Já aconteceu milhares de vezes, e continuará a acontecer, as vagas da vida e os seus mestres virão. Cada um desempenhará o seu papel e, então, a cortina cairá sobre a cena.No tempo de Buda, talvez para alguns o maior ser humano que já viveu, também chegou o momento da Sua partida. Uma longa vida de peregrinação e de esforço estava a chegar ao fim e, apesar de ter alcançado o Nirvana quando era jovem, renunciou àquilo que todos desejamos, para continuar a ensinar-nos até a idade avançada.As suas forças diminuíram e adoeceu. Depois de uma recuperação temporária, falou assim com o seu discípulo Ananda:Pouco depois de o Buda ter recuperado da sua doença, saiu da sua habitação e sentou-se na sombra de um alpendre sobre um banco. Então, o venerável Ananda aproximou-se do Buda, inclinou-se e sentou-se ao seu lado e disse:
– Senhor, é maravilhoso que o Buda se sinta agora confortável e bem. Porque quando o Buda estava doente, o meu corpo parecia estar drogado. Estava desorientado e os ensinamentos não eram nada claros para mim. Pelo menos, consolava-me pensar que o Buda não se extinguirá completamente sem, pelo menos, deixar algumas indicações ao Sangha, a Assembleia dos monges mendicantes.– Mas o que espera de mim a assembleia de mendicantes? Ensinei o Dharma sem fazer distinção entre os ensinamentos secretos e públicos. Quando se trata de ensinar, o iluminado não fecha o punho como um mestre qualquer. Se alguém pensa “Ficarei a cargo da Sangha dos Mendicantes” ou “A Sangha dos mendicantes está destinada a mim?” que faça, pois, uma declaração ao Sangha. No entanto, o iluminado não pensa desta maneira. Então, porque haveria de fazer uma declaração com respeito ao Sangha?Agora já sou velho, sou maior e o mais antigo. Tenho uma idade avançada e cheguei à etapa final da vida. Agora tenho oitenta anos. Assim como um carro decrepito continua a funcionar apoiando-se em correntes, da mesma maneira o corpo do Realizado se mantém apoiado em correntes, ou isso se poderia pensar. Às vezes o Realizado, sem se focar em nenhum sinal particular e com a cessação de certos sentimentos, entra e permanece em imersão no coração sem dar sinais. Só então o corpo do Realizado é, momentaneamente, aliviado.Assim sendo, Ananda, sê a tua própria ilha, o teu próprio refúgio, sem outro refúgio. Que os ensinamentos sejam a tua ilha e o teu refúgio, sem outro refúgio. E como pode fazer isto um monge mendicante? Quando um monge mendicante observa cada aspeto do corpo, perspicaz, consciente, atento, livre de desejo e aversão pelo mundo. Quando medita observando cada aspeto dos sentimentos, perspicaz, consciente, atento, livre de desejo e aversão pelo mundo. Quando contempla a mente, observando-a perspicaz, consciente, atento, livre de desejo e aversão pelo mundo.É desta maneira que um monge mendicante se converte na sua própria ilha, no seu próprio refúgio, sem outro refúgio. É como se o seu ensinamento fosse a sua ilha, o seu refúgio, sem outro refúgio. E seja agora ou depois de estar morto, qualquer um que viva sendo a sua própria ilha, o seu refúgio, sem outro refúgio, com o ensinamento enquanto a sua ilha e seu refúgio, sem outro refúgio, aqueles mendicantes meus que queiram praticá-lo estarão entre os melhores dos melhores. [a partir do Mahāparinibbānasutta]
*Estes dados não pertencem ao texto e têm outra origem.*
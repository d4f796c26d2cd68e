use axum::{
    extract::{Path, State},
    Json,
};
use service_core::error::AppError;

use crate::{
    models::{AuthContext, Lookup, Policy},
    services::ServiceError,
    AppState,
};

/// The calling user's own policy.
pub async fn my_policy(
    State(state): State<AppState>,
    ctx: AuthContext,
) -> Result<Json<Policy>, AppError> {
    let policy = state
        .policies
        .policy_for_user(ctx.domain_id, &Lookup::Id(ctx.principal_id))
        .await?;
    Ok(Json(policy))
}

/// Every grant in the admin's working domain.
pub async fn domain_policy(
    State(state): State<AppState>,
    ctx: AuthContext,
) -> Result<Json<Policy>, AppError> {
    let policy = state.policies.policy_for_domain(ctx.domain_id).await?;
    Ok(Json(policy))
}

/// One user's policy, addressed by id or name within the working domain.
pub async fn user_policy(
    State(state): State<AppState>,
    ctx: AuthContext,
    Path(user): Path<String>,
) -> Result<Json<Policy>, AppError> {
    let user = Lookup::parse(&user).map_err(ServiceError::from)?;
    let policy = state.policies.policy_for_user(ctx.domain_id, &user).await?;
    Ok(Json(policy))
}
use crate::error::AppError;
use config::{Config as Cfg, File};
use serde::Deserialize;
use std::net::{IpAddr, Ipv4Addr, SocketAddr};

/// Listener settings shared by every service, read from an optional
/// `configuration` file and `APP__*` environment variables.
#[derive(Debug, Deserialize, Clone)]
pub struct Config {
    #[serde(default = "default_host")]
    pub host: IpAddr,
    #[serde(default = "default_port")]
    pub port: u16,
}

fn default_host() -> IpAddr {
    IpAddr::V4(Ipv4Addr::UNSPECIFIED)
}

fn default_port() -> u16 {
    8080
}

impl Default for Config {
    fn default() -> Self {
        Self {
            host: default_host(),
            port: default_port(),
        }
    }
}

impl Config {
    pub fn load() -> Result<Self, AppError> {
        dotenvy::dotenv().ok();

        let config = Cfg::builder()
            .add_source(File::with_name("configuration").required(false))
            .add_source(config::Environment::with_prefix("APP").separator("__"))
            .build()?;

        Ok(config.try_deserialize()?)
    }

    pub fn socket_addr(&self) -> SocketAddr {
        SocketAddr::new(self.host, self.port)
    }
}

#[cfg(test)]
mod tests {
    use super::*;

    #[test]
    fn test_default_listens_on_all_interfaces() {
        let config = Config::default();
        assert_eq!(config.socket_addr().to_string(), "0.0.0.0:8080");
    }
}
//! Connectivity policy: service nodes keyed by name, each listing the apps
//! the subject may reach on it.

use serde::Serialize;
use sqlx::FromRow;
use std::collections::HashMap;

/// One (service node, app) pair produced by a grant query.
#[derive(Debug, Clone, PartialEq, Eq, FromRow)]
pub struct PolicyRow {
    pub service_name: String,
    pub wg_key: Option<String>,
    pub virtual_ip: Option<String>,
    pub public_ip: Option<String>,
    pub local_ip: Option<String>,
    pub app_name: String,
    pub allowed_ips: Option<String>,
}

#[derive(Debug, Clone, PartialEq, Eq, Serialize)]
pub struct PolicyApp {
    pub name: String,
    #[serde(skip_serializing_if = "String::is_empty")]
    pub allowed_ips: String,
    #[serde(skip_serializing_if = "std::ops::Not::not")]
    pub is_user_policy: bool,
}

#[derive(Debug, Clone, PartialEq, Eq, Serialize)]
pub struct PolicyNode {
    pub name: String,
    #[serde(skip_serializing_if = "String::is_empty")]
    pub wg_key: String,
    #[serde(skip_serializing_if = "String::is_empty")]
    pub virtual_ip: String,
    #[serde(skip_serializing_if = "String::is_empty")]
    pub public_ip: String,
    #[serde(skip_serializing_if = "String::is_empty")]
    pub local_ip: String,
    pub apps: Vec<PolicyApp>,
}

impl PolicyNode {
    fn from_row(row: &PolicyRow) -> Self {
        Self {
            name: row.service_name.clone(),
            wg_key: row.wg_key.clone().unwrap_or_default(),
            virtual_ip: row.virtual_ip.clone().unwrap_or_default(),
            public_ip: row.public_ip.clone().unwrap_or_default(),
            local_ip: row.local_ip.clone().unwrap_or_default(),
            apps: Vec::new(),
        }
    }
}

#[derive(Debug, Clone, Default, PartialEq, Eq, Serialize)]
pub struct Policy {
    #[serde(rename = "services")]
    pub nodes: HashMap<String, PolicyNode>,
}

impl Policy {
    /// Appends one row. The node record is taken from the first row that
    /// names it; later rows only contribute their app.
    pub fn absorb(&mut self, row: PolicyRow, is_user_policy: bool) {
        let node = self
            .nodes
            .entry(row.service_name.clone())
            .or_insert_with(|| PolicyNode::from_row(&row));

        node.apps.push(PolicyApp {
            name: row.app_name,
            allowed_ips: row.allowed_ips.unwrap_or_default(),
            is_user_policy,
        });
    }

    pub fn node(&self, name: &str) -> Option<&PolicyNode> {
        self.nodes.get(name)
    }

    pub fn app_count(&self) -> usize {
        self.nodes.values().map(|n| n.apps.len()).sum()
    }

    pub fn is_empty(&self) -> bool {
        self.nodes.is_empty()
    }
}
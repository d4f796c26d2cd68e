//! Power-admin domain switching and domain removal.

mod common;

use axum::http::{Method, StatusCode};
use common::{bearer, body_json, challenge, TestApp};

#[tokio::test]
async fn power_admin_switches_working_domain() {
    let app = TestApp::spawn().await.expect("Failed to spawn test app");
    let token = app.power_token().await;

    let res = app
        .send(Method::POST, "/changedomain/globex", bearer(&token), None)
        .await;
    assert_eq!(res.status(), StatusCode::OK);

    let body = body_json(res).await;
    assert_eq!(body["domain"], "globex");
    assert_eq!(body["role"], "P");
    assert_eq!(body["Token"], token.as_str());
    assert_eq!(
        body["logo_file"],
        format!("images/logos/{}.png", app.globex.id)
    );

    // The session itself moved: acme users are no longer addressable.
    let res = app.get("/policies/alice", bearer(&token)).await;
    assert_eq!(res.status(), StatusCode::NOT_FOUND);

    let res = app
        .send(
            Method::POST,
            &format!("/changedomain/{}", app.acme.id),
            bearer(&token),
            None,
        )
        .await;
    assert_eq!(res.status(), StatusCode::OK);
    assert_eq!(body_json(res).await["domain"], "acme");

    let res = app.get("/policies/alice", bearer(&token)).await;
    assert_eq!(res.status(), StatusCode::OK);
}

#[tokio::test]
async fn switching_to_current_domain_is_a_no_op() {
    let app = TestApp::spawn().await.expect("Failed to spawn test app");
    let token = app.power_token().await;

    let res = app
        .send(Method::POST, "/changedomain/acme", bearer(&token), None)
        .await;

    assert_eq!(res.status(), StatusCode::OK);
    assert_eq!(body_json(res).await["domain"], "acme");
}

#[tokio::test]
async fn tenant_admin_cannot_switch_domains() {
    let app = TestApp::spawn().await.expect("Failed to spawn test app");
    let token = app.admin_token().await;

    let res = app
        .send(Method::POST, "/changedomain/globex", bearer(&token), None)
        .await;

    assert_eq!(res.status(), StatusCode::UNAUTHORIZED);
    assert!(challenge(&res).is_some());
}

#[tokio::test]
async fn switching_to_unknown_domain_is_rejected() {
    let app = TestApp::spawn().await.expect("Failed to spawn test app");
    let token = app.power_token().await;

    let unknown = app
        .send(Method::POST, "/changedomain/initech", bearer(&token), None)
        .await;
    let zero = app
        .send(Method::POST, "/changedomain/0", bearer(&token), None)
        .await;

    assert_eq!(unknown.status(), StatusCode::BAD_REQUEST);
    assert_eq!(zero.status(), StatusCode::BAD_REQUEST);

    // The session keeps its domain.
    let res = app.get("/policies/alice", bearer(&token)).await;
    assert_eq!(res.status(), StatusCode::OK);
}

#[tokio::test]
async fn empty_domain_can_be_deleted() {
    let app = TestApp::spawn().await.expect("Failed to spawn test app");
    let token = app.power_token().await;

    let res = app
        .send(Method::DELETE, "/domains/globex", bearer(&token), None)
        .await;
    assert_eq!(res.status(), StatusCode::OK);

    let body = body_json(res).await;
    assert_eq!(body["id"], app.globex.id);
    assert_eq!(body["name"], "globex");

    let res = app
        .send(Method::POST, "/changedomain/globex", bearer(&token), None)
        .await;
    assert_eq!(res.status(), StatusCode::BAD_REQUEST);

    let res = app
        .send(Method::DELETE, "/domains/globex", bearer(&token), None)
        .await;
    assert_eq!(res.status(), StatusCode::NOT_FOUND);
}

#[tokio::test]
async fn domain_with_members_is_not_deleted() {
    let app = TestApp::spawn().await.expect("Failed to spawn test app");
    let token = app.power_token().await;

    let res = app
        .send(Method::DELETE, "/domains/acme", bearer(&token), None)
        .await;
    assert_eq!(res.status(), StatusCode::CONFLICT);

    // Still usable.
    let login = app.admin_token().await;
    assert!(login.starts_with('A'));
}

#[tokio::test]
async fn power_domain_is_never_deleted() {
    let app = TestApp::spawn().await.expect("Failed to spawn test app");
    let token = app.power_token().await;

    for target in ["power", "1"] {
        let res = app
            .send(
                Method::DELETE,
                &format!("/domains/{target}"),
                bearer(&token),
                None,
            )
            .await;
        assert_eq!(res.status(), StatusCode::CONFLICT, "target {target}");
    }
}

#[tokio::test]
async fn tenant_admin_cannot_delete_domains() {
    let app = TestApp::spawn().await.expect("Failed to spawn test app");
    let token = app.admin_token().await;

    let res = app
        .send(Method::DELETE, "/domains/globex", bearer(&token), None)
        .await;

    assert_eq!(res.status(), StatusCode::UNAUTHORIZED);
}

#[tokio::test]
async fn unknown_domain_delete_is_not_found() {
    let app = TestApp::spawn().await.expect("Failed to spawn test app");
    let token = app.power_token().await;

    let res = app
        .send(Method::DELETE, "/domains/initech", bearer(&token), None)
        .await;

    assert_eq!(res.status(), StatusCode::NOT_FOUND);
}

#[tokio::test]
async fn working_domain_of_a_session_is_not_deleted() {
    let app = TestApp::spawn().await.expect("Failed to spawn test app");
    let token = app.power_token().await;

    let res = app
        .send(Method::POST, "/changedomain/globex", bearer(&token), None)
        .await;
    assert_eq!(res.status(), StatusCode::OK);

    let res = app
        .send(Method::DELETE, "/domains/globex", bearer(&token), None)
        .await;
    assert_eq!(res.status(), StatusCode::CONFLICT);

    // The session still resolves and can leave the domain.
    let res = app.get("/policies", bearer(&token)).await;
    assert_eq!(res.status(), StatusCode::OK);
    let res = app
        .send(Method::POST, "/changedomain/acme", bearer(&token), None)
        .await;
    assert_eq!(res.status(), StatusCode::OK);

    // Once nobody works there it can go.
    let res = app
        .send(Method::DELETE, "/domains/globex", bearer(&token), None)
        .await;
    assert_eq!(res.status(), StatusCode::OK);
}

#[tokio::test]
async fn ended_sessions_do_not_pin_a_domain() {
    let app = TestApp::spawn().await.expect("Failed to spawn test app");
    let parked = app.power_token().await;
    app.send(Method::POST, "/changedomain/globex", bearer(&parked), None)
        .await;
    let res = app.get("/logout", bearer(&parked)).await;
    assert_eq!(res.status(), StatusCode::OK);

    let token = app.power_token().await;
    let res = app
        .send(Method::DELETE, "/domains/globex", bearer(&token), None)
        .await;

    assert_eq!(res.status(), StatusCode::OK);
}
Cada minuto que nos resta, cada segundo em que palpita o coração, anunciam a perda do mundo à nossa volta, que morre connosco. A quem acudirei? Oxalá tivesse um Mestre! Oxalá o Mestre seguisse vivo ao meu lado!Mas se alguma vez estive realmente vivo foi quando ressoou com a tua Voz Interna, com esse outro Mestre que te acompanhará até ao último alento e ainda mais. E os versos, palavras, lições dos teus Mestres externos falarão todos em uníssono na tua memória interna, na tua própria Ilha, na Ilha Refúgio, na Câmara Secreta onde se guardam os ensinamentos.